Warren’s would guarantee both public and private insurance coverage for abortion.

Gillibrand, who has made reproductive health a central theme in her campaign, would establish a new funding stream to ensure that every state has a reproductive health center, which would not only provide abortion access but also sex education, birth control and basic health care.

Harris’s plan is modeled after the Voting Rights Act, in that it would require states whose recent abortion laws were struck down as violating Roe to obtain Justice Department approval for any future abortion legislation.

And Booker would create a White House Office of Reproductive Freedom, which would coordinate and advance not only abortion rights but also access to maternal and child health care, affordable child care and paid family leave.

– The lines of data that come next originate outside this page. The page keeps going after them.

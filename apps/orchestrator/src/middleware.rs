// [apps/orchestrator/src/middleware.rs]
/*!
 * APARATO: GUARDIANES DE PETICIÓN (AUTENTICACIÓN Y TASA)
 * CLASIFICACIÓN: SECURITY STRATUM (ESTRATO L4)
 * RESPONSABILIDAD: VALIDAR EL BEARER TOKEN HS256 EMITIDO EN EL REGISTRO
 *    DEL DISPOSITIVO, INYECTAR SU IDENTIDAD EN LA PETICIÓN, Y ACOTAR EL
 *    CAUDAL DE LLAMADAS TANTO ANÓNIMAS COMO AUTENTICADAS
 *
 * `/v1/devices/register` es la única ruta que no pasa por `device_auth_guard`
 * — es justamente donde el token se emite. Todas las demás rutas bajo
 * `/v1` lo exigen. Distingue `INVALID_TOKEN` de `TOKEN_EXPIRED` (§7)
 * porque el agente de dispositivo reacciona distinto a cada uno: un
 * token expirado dispara un re-registro silencioso, uno inválido es
 * un error de configuración que amerita alerta.
 */

use std::net::SocketAddr;

use axum::{
    extract::{ConnectInfo, Request, State},
    http::{header, StatusCode},
    middleware::Next,
    response::{IntoResponse, Response},
    Json,
};
use bundlenudge_core_clock_ids::TokenError;
use bundlenudge_domain_models::wire::ErrorResponse;
use tracing::warn;

use crate::state::AppState;

/// Identidad del dispositivo autenticado, inyectada como extensión de
/// la petición para que los handlers la recuperen sin volver a
/// verificar el token.
#[derive(Debug, Clone)]
pub struct DeviceIdentity {
    pub device_id: uuid::Uuid,
}

pub async fn device_auth_guard(State(state): State<AppState>, mut req: Request, next: Next) -> Response {
    let bearer_token = req
        .headers()
        .get(header::AUTHORIZATION)
        .and_then(|value| value.to_str().ok())
        .and_then(|value| value.strip_prefix("Bearer "));

    let Some(bearer_token) = bearer_token else {
        warn!("❌ [AUTH]: missing bearer token");
        return invalid_token_response();
    };

    match state.token_codec.verify(state.clock.as_ref(), bearer_token) {
        Ok(claims) => {
            req.extensions_mut().insert(DeviceIdentity { device_id: claims.device_id });
            next.run(req).await
        }
        Err(TokenError::Expired { .. }) => {
            warn!("⏰ [AUTH]: device token expired");
            token_expired_response()
        }
        Err(other) => {
            warn!(error = %other, "❌ [AUTH]: device token rejected");
            invalid_token_response()
        }
    }
}

/// Limita las rutas públicas (`register`, `check`) por IP de origen
/// (§4.5 paso 1, §12). Se apoya en `ConnectInfo`, que solo está
/// disponible cuando el servidor se sirve con
/// `into_make_service_with_connect_info` (ver `kernel::serve`).
pub async fn unauthenticated_rate_limit_guard(
    State(state): State<AppState>,
    ConnectInfo(peer_address): ConnectInfo<SocketAddr>,
    req: Request,
    next: Next,
) -> Response {
    let key = peer_address.ip().to_string();
    if state.unauthenticated_rate_limiter.check(&key) {
        next.run(req).await
    } else {
        warn!(client_ip = %key, "🚦 [RATE_LIMIT]: unauthenticated caller throttled");
        rate_limited_response()
    }
}

/// Limita las rutas autenticadas por el valor crudo del bearer token
/// — más holgado que el límite anónimo, ya que el token ya demostró
/// posesión pero aún puede ser abusado por un dispositivo desbocado.
pub async fn device_rate_limit_guard(State(state): State<AppState>, req: Request, next: Next) -> Response {
    let bearer_token = req
        .headers()
        .get(header::AUTHORIZATION)
        .and_then(|value| value.to_str().ok())
        .unwrap_or("anonymous")
        .to_string();

    if state.device_rate_limiter.check(&bearer_token) {
        next.run(req).await
    } else {
        warn!("🚦 [RATE_LIMIT]: authenticated device throttled");
        rate_limited_response()
    }
}

fn rate_limited_response() -> Response {
    (
        StatusCode::TOO_MANY_REQUESTS,
        Json(ErrorResponse {
            kind: "RATE_LIMITED".to_string(),
            message: "too many requests, back off and retry later".to_string(),
        }),
    )
        .into_response()
}

fn invalid_token_response() -> Response {
    (
        StatusCode::UNAUTHORIZED,
        Json(ErrorResponse {
            kind: "INVALID_TOKEN".to_string(),
            message: "the device token is malformed or its signature does not match".to_string(),
        }),
    )
        .into_response()
}

fn token_expired_response() -> Response {
    (
        StatusCode::UNAUTHORIZED,
        Json(ErrorResponse {
            kind: "TOKEN_EXPIRED".to_string(),
            message: "the device token has expired, re-register to obtain a fresh one".to_string(),
        }),
    )
        .into_response()
}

Time was when politicians looked for nuance in their abortion positions. There were anti-abortion Democrats, pro-abortion-rights Republicans and many on both sides who said that while they personally opposed abortion, they respected a woman’s right to choose one for herself.

As politics has become more partisan, and Roe more vulnerable, there is less room for shades of gray. The current candidate pool includes Joe Biden, who has supported the Hyde Amendment for 40 years but recently reversed his position after facing criticism from primary opponents.

Similarly, Reps. Tim Ryan and Tulsi Gabbard began their careers opposing abortion, but now describe themselves as pro-abortion-rights.

At the first debate in Miami in June, Washington state Gov. Jay Inslee attempted to appeal to pro-abortion-rights voters saying, “I am the only candidate here who has passed a law protecting a woman’s right of reproductive health in health insurance and the only candidate who has passed a public option.”

He was swiftly rebuked by Sen. Amy Klobuchar for intimating that he, as a white man, might have more of a claim to the abortion issue than the women running against him. “I just want to say there are three women up here that have fought pretty hard for a woman’s right to choose,” she fired back.

Amy Klobuchar during the first Democratic primary debate of the 2020 presidential campaign in Miami, Florida, June 26, 2019. (Photo: Jim Watson/AFP/Getty Images; digitally enhanced by Yahoo News)
Sen. Amy Klobuchar during the Democratic primary debate in Miami, June 26. (Photo: Jim Watson/AFP/Getty Images; digitally enhanced by Yahoo News)

Polls consistently show public opinion in favor of maintaining Roe, and a CNN poll in early June found that probable Democratic caucus-goers in Iowa named it their most important issue, with 79 percent calling it “crucial” to their vote.

In addition, greater numbers of Democratic voters nationwide say that abortion is now a “voting issue” for them. Until recently, Republican voters were far more likely to decide their vote based on the abortion issue. But a Pew Research Center poll during last year’s midterm elections found that 61 percent of Democratic voters said abortion is “important” or “very important” to their choice, compared with only 38 percent of Democratic voters in 2008.

The candidates, obviously, are paying attention. With frontrunner Biden now on board with repealing Hyde, abortion-rights advocates can feel assured their position will be reflected in the platform and policies of the eventual primary winner.

But as the various cases make their way up to the Supreme Court, the matter might be taken out of the hands of the nominee — whether or not he or she becomes president.